It is a windy day in Hull city centre; Google Maps glows before me, pointing towards an imposing block of concrete known to locals as the restaurant 'Kardomah 94'. I timidly walk up it's steps, clutching my iPhone in bemusement as Siri barks the phrase "you have reached your destination". I am expecting a theatre. Instead I am met with the knowing look of a young waitress, she has seen my kind before; a confused looking audience member, hungry for some spoken word.
Directed down a maze of corridors, Kardomah 94 houses a superbly sturdy studio space. Populated by about 30 heads of greying hair and the occasional streak of pastel, four pillars of concrete mark a performance area which is illuminated by a minimal lighting rig whilst a single microphone occupies the stage. For the next two hours my ears are charmed by the glorious Hull accent spouting an array of spoken word talent - all for free. And it's these kind of fringe venues that inspire regular community events; the appetite in Hull is growing.
And this is all part of Hull's City of Culture 2017. The title brought a welcomed budget of £13m for upcoming projects, but more importantly gave Hull the confidence it needed to celebrate its identity through performance, dance, poetry and whatever else it could throw its energy at.
Returning to my afternoon of spoken word, guests are asked to jump onto stage with whatever creative juices they have been brewing and share it with an audience. Despite the grim outdoors on this particular Wednesday, the crowd is eager, supportive and ready to listen. This attitude is integral to keeping local culture alive.
The venue itself is basic, patchy, but simply asks to be used. Events such as these require the smallest of budgets and enrich the lives of locals without the expense of a West End ticket. They have the ability to bring communities together, encourage positive attitudes towards diversity and highlight local talent outside of the daily. In order to encourage diversity within these spaces, it is important that a good proportion of local events remain accessible and free. With hundreds of free activities happening daily in Hull as of 2017, this city has become a shining example of encouraging community through the arts.
So in the midst of a society heading towards increasingly isolationist policies, let's take inspiration from Hull. In order to bridge gaps in communities, we need to put more energy into encouraging ideas that simply bring people together under one roof. And in turn, we could face greater cohesion in the political sphere too.

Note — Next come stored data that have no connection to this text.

//! JSON snapshot of the store contents
//!
//! The whole [`StoreState`] is written as one pretty-printed JSON document.
//! Writes go to a sibling temp file first and are renamed over the target,
//! so a crash mid-write leaves the previous snapshot intact.
//!
//! Each process loads the snapshot, works on it in memory and saves it back.
//! Processes sharing a store coordinate through an advisory lock on the
//! sibling `<store>.lock` file: a writer holds it exclusively from before
//! `load` until after `save`, readers share it.

use super::state::StoreState;
use fd_lock::{RwLock, RwLockReadGuard, RwLockWriteGuard};
use poker_application::StoreError;
use std::fs::{self, File, OpenOptions};
use std::io::{ErrorKind, Write};
use std::path::{Path, PathBuf};
use tracing::{debug, info};

/// Snapshot file of an [`InMemoryEstimationStore`](super::InMemoryEstimationStore)
pub struct JsonSnapshot {
    path: PathBuf,
}

impl JsonSnapshot {
    pub fn new(path: impl Into<PathBuf>) -> Self {
        Self { path: path.into() }
    }

    pub fn path(&self) -> &Path {
        &self.path
    }

    /// Open the lock file guarding this snapshot, creating it if needed.
    ///
    /// Opening does not lock anything; call [`SnapshotLock::write`] or
    /// [`SnapshotLock::read`].
    pub fn lock(&self) -> Result<SnapshotLock, StoreError> {
        self.create_parent()?;
        let path = self.sibling(".lock");
        let file = OpenOptions::new()
            .read(true)
            .write(true)
            .create(true)
            .truncate(false)
            .open(&path)
            .map_err(|e| io_error(&path, e))?;
        Ok(SnapshotLock {
            path,
            lock: RwLock::new(file),
        })
    }

    /// Read the snapshot. A missing file is an empty store.
    pub fn load(&self) -> Result<StoreState, StoreError> {
        let content = match fs::read_to_string(&self.path) {
            Ok(content) => content,
            Err(e) if e.kind() == ErrorKind::NotFound => {
                info!(
                    "No snapshot at {}, starting with an empty store",
                    self.path.display()
                );
                return Ok(StoreState::default());
            }
            Err(e) => return Err(io_error(&self.path, e)),
        };

        let state: StoreState = serde_json::from_str(&content).map_err(|e| {
            StoreError::Corrupt(format!("{}: {}", self.path.display(), e))
        })?;
        state.check()?;

        debug!(
            "Loaded snapshot {} ({} tasks, {} stories, {} votes)",
            self.path.display(),
            state.tasks.len(),
            state.stories.len(),
            state.votes.len()
        );
        Ok(state)
    }

    /// Replace the snapshot with `state`
    pub fn save(&self, state: &StoreState) -> Result<(), StoreError> {
        self.create_parent()?;

        let json = serde_json::to_string_pretty(state)
            .map_err(|e| StoreError::Corrupt(format!("cannot serialize store: {}", e)))?;

        let tmp = self.sibling(".tmp");
        {
            let mut file = fs::File::create(&tmp).map_err(|e| io_error(&tmp, e))?;
            file.write_all(json.as_bytes())
                .and_then(|()| file.sync_all())
                .map_err(|e| io_error(&tmp, e))?;
        }
        fs::rename(&tmp, &self.path).map_err(|e| io_error(&self.path, e))?;

        debug!("Saved snapshot {}", self.path.display());
        Ok(())
    }

    fn create_parent(&self) -> Result<(), StoreError> {
        match self.path.parent() {
            Some(parent) if !parent.as_os_str().is_empty() => {
                fs::create_dir_all(parent).map_err(|e| io_error(parent, e))
            }
            _ => Ok(()),
        }
    }

    fn sibling(&self, suffix: &str) -> PathBuf {
        let mut name = self
            .path
            .file_name()
            .map(|n| n.to_os_string())
            .unwrap_or_default();
        name.push(suffix);
        self.path.with_file_name(name)
    }
}

/// Advisory lock shared by every process that opens the same store
pub struct SnapshotLock {
    path: PathBuf,
    lock: RwLock<File>,
}

impl SnapshotLock {
    /// Block until no other process holds the lock, then hold it alone.
    ///
    /// Hold the guard across `load`, the changes and `save`.
    pub fn write(&mut self) -> Result<RwLockWriteGuard<'_, File>, StoreError> {
        debug!("Waiting for write lock {}", self.path.display());
        let path = &self.path;
        self.lock.write().map_err(|e| io_error(path, e))
    }

    /// Block until no writer holds the lock
    pub fn read(&self) -> Result<RwLockReadGuard<'_, File>, StoreError> {
        self.lock.read().map_err(|e| io_error(&self.path, e))
    }
}

fn io_error(path: &Path, e: std::io::Error) -> StoreError {
    StoreError::Io(format!("{}: {}", path.display(), e))
}

#[cfg(test)]
mod tests {
    use super::*;
    use crate::store::InMemoryEstimationStore;
    use poker_application::{
        CatalogUseCase, EstimationStore, SubmitVoteInput, SubmitVoteUseCase,
    };
    use poker_domain::{Iteration, StoryId, UserId};
    use std::sync::{Arc, Barrier};

    #[test]
    fn test_missing_file_is_empty_store() {
        let dir = tempfile::tempdir().unwrap();
        let snapshot = JsonSnapshot::new(dir.path().join("none.json"));
        assert_eq!(snapshot.load().unwrap(), StoreState::default());
    }

    #[tokio::test]
    async fn test_save_and_reload_seeded_store() {
        let dir = tempfile::tempdir().unwrap();
        let snapshot = JsonSnapshot::new(dir.path().join("nested").join("state.json"));

        let store = Arc::new(InMemoryEstimationStore::new());
        CatalogUseCase::new(Arc::clone(&store))
            .seed_demo()
            .await
            .unwrap();
        let state = store.snapshot().await;
        snapshot.save(&state).unwrap();

        let reloaded = snapshot.load().unwrap();
        assert_eq!(reloaded, state);
        assert!(!dir.path().join("nested").join("state.json.tmp").exists());

        let store = InMemoryEstimationStore::from_state(reloaded);
        let team = store
            .team_members(poker_domain::TaskId::new(2))
            .await
            .unwrap();
        assert_eq!(team.len(), 2);
    }

    #[test]
    fn test_garbage_is_corrupt() {
        let dir = tempfile::tempdir().unwrap();
        let path = dir.path().join("state.json");
        fs::write(&path, "{ not json").unwrap();

        let err = JsonSnapshot::new(&path).load().unwrap_err();
        assert!(matches!(err, StoreError::Corrupt(_)));
    }

    #[test]
    fn test_save_overwrites_previous_snapshot() {
        let dir = tempfile::tempdir().unwrap();
        let snapshot = JsonSnapshot::new(dir.path().join("state.json"));
        snapshot.save(&StoreState::default()).unwrap();

        let mut state = StoreState::default();
        state.last_ids.user = 7;
        snapshot.save(&state).unwrap();
        assert_eq!(snapshot.load().unwrap().last_ids.user, 7);
    }

    #[test]
    fn test_lock_file_sits_next_to_snapshot() {
        let dir = tempfile::tempdir().unwrap();
        let snapshot = JsonSnapshot::new(dir.path().join("poker").join("state.json"));
        let mut lock = snapshot.lock().unwrap();
        drop(lock.write().unwrap());

        assert!(dir.path().join("poker").join("state.json.lock").exists());
        assert!(!snapshot.path().exists());
    }

    #[test]
    fn test_write_lock_excludes_other_handles() {
        let dir = tempfile::tempdir().unwrap();
        let snapshot = JsonSnapshot::new(dir.path().join("state.json"));
        let mut held = snapshot.lock().unwrap();
        let guard = held.write().unwrap();

        let mut other = snapshot.lock().unwrap();
        assert!(other.lock.try_write().is_err());
        assert!(other.lock.try_read().is_err());

        drop(guard);
        assert!(other.lock.try_write().is_ok());
    }

    /// Seed a three-member task with one story and save it with the first
    /// member's vote already cast. Returns the story and the other members.
    async fn seed_round(snapshot: &JsonSnapshot) -> (StoryId, Vec<UserId>) {
        let store = Arc::new(InMemoryEstimationStore::new());
        let catalog = CatalogUseCase::new(Arc::clone(&store));
        let task = catalog.create_task("Checkout", "").await.unwrap();
        let mut team = Vec::new();
        for name in ["Ann", "Ben", "Cid"] {
            let user = catalog.create_user(name).await.unwrap();
            catalog.add_member(task.id, user.id).await.unwrap();
            team.push(user.id);
        }
        let story = catalog.add_story(task.id, "Cart", "").await.unwrap();
        let card = store.estimates_for_task(task.id).await.unwrap()[3].id;

        SubmitVoteUseCase::new(Arc::clone(&store))
            .execute(SubmitVoteInput::new(story.id, team[0], card))
            .await
            .unwrap();
        snapshot.save(&store.snapshot().await).unwrap();
        (story.id, team[1..].to_vec())
    }

    /// One CLI invocation: lock, load, vote, save.
    fn vote_in_own_process(path: &Path, story: StoryId, user: UserId, start: &Barrier) {
        let snapshot = JsonSnapshot::new(path);
        let mut lock = snapshot.lock().unwrap();
        start.wait();
        let _guard = lock.write().unwrap();

        let runtime = tokio::runtime::Builder::new_current_thread()
            .enable_all()
            .build()
            .unwrap();
        runtime.block_on(async {
            let store = Arc::new(InMemoryEstimationStore::from_state(snapshot.load().unwrap()));
            let task = store.story(story).await.unwrap().unwrap().task_id;
            let card = store.estimates_for_task(task).await.unwrap()[4].id;
            SubmitVoteUseCase::new(Arc::clone(&store))
                .execute(SubmitVoteInput::new(story, user, card))
                .await
                .unwrap();
            snapshot.save(&store.snapshot().await).unwrap();
        });
    }

    #[test]
    fn test_concurrent_voters_in_separate_processes_complete_round() {
        let dir = tempfile::tempdir().unwrap();
        let path = dir.path().join("state.json");
        let snapshot = JsonSnapshot::new(&path);

        let runtime = tokio::runtime::Builder::new_current_thread()
            .enable_all()
            .build()
            .unwrap();
        let (story, voters) = runtime.block_on(seed_round(&snapshot));

        let start = Barrier::new(voters.len());
        std::thread::scope(|scope| {
            for &user in &voters {
                let (path, start) = (&path, &start);
                scope.spawn(move || vote_in_own_process(path, story, user, start));
            }
        });

        let store = InMemoryEstimationStore::from_state(snapshot.load().unwrap());
        runtime.block_on(async {
            let story = store.story(story).await.unwrap().unwrap();
            assert_eq!(story.iteration, Iteration::new(1), "all three members voted");
            let first_round = store
                .votes_for_story(story.id, Iteration::FIRST)
                .await
                .unwrap();
            assert_eq!(first_round.len(), 3);
        });
    }
}
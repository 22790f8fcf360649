//! Domain error types

use crate::estimation::ids::TaskId;
use thiserror::Error;

/// Domain-level errors
#[derive(Error, Debug, Clone, PartialEq, Eq)]
pub enum DomainError {
    /// A vote was submitted for a task with no team members, so the
    /// round-completion check has nothing to count against.
    #[error("Task {0} has no team members; rounds cannot complete")]
    EmptyTeam(TaskId),

    #[error("Unknown estimate unit: {0}")]
    InvalidUnit(String),

    #[error("Unknown estimate unit code: {0}")]
    InvalidUnitCode(u8),

    #[error("Invalid name: {0}")]
    InvalidName(String),
}

impl DomainError {
    /// Check if this error describes an invalid state rather than bad input
    pub fn is_invalid_state(&self) -> bool {
        matches!(self, DomainError::EmptyTeam(_))
    }
}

Take note from Janet Bark, a professional gardener in Hull who decided to take two weeks out of her work to spread the love of Hull's yellow day in June. Hiring an empty space near Hull's docks usually used for temporary offices, Janet filled the room with memorabilia from the day, inviting passers by to appreciate the colour yellow. The exhibition has been a "great success", she told me, acting as a reminder for locals that their community is strong and can be united for a simple cause.
Clearly, free community arts projects set up by locals themselves are not impossible, and they are essential to creating a healthy cultural appetite in our society. Thus making for a balanced meal amongst the divisions of Brexit, increased austerity and growing isolationism.
So don't let the big budget giants of the West End and beyond intimidate you; grab a friend, grab a space, and get that idea planted.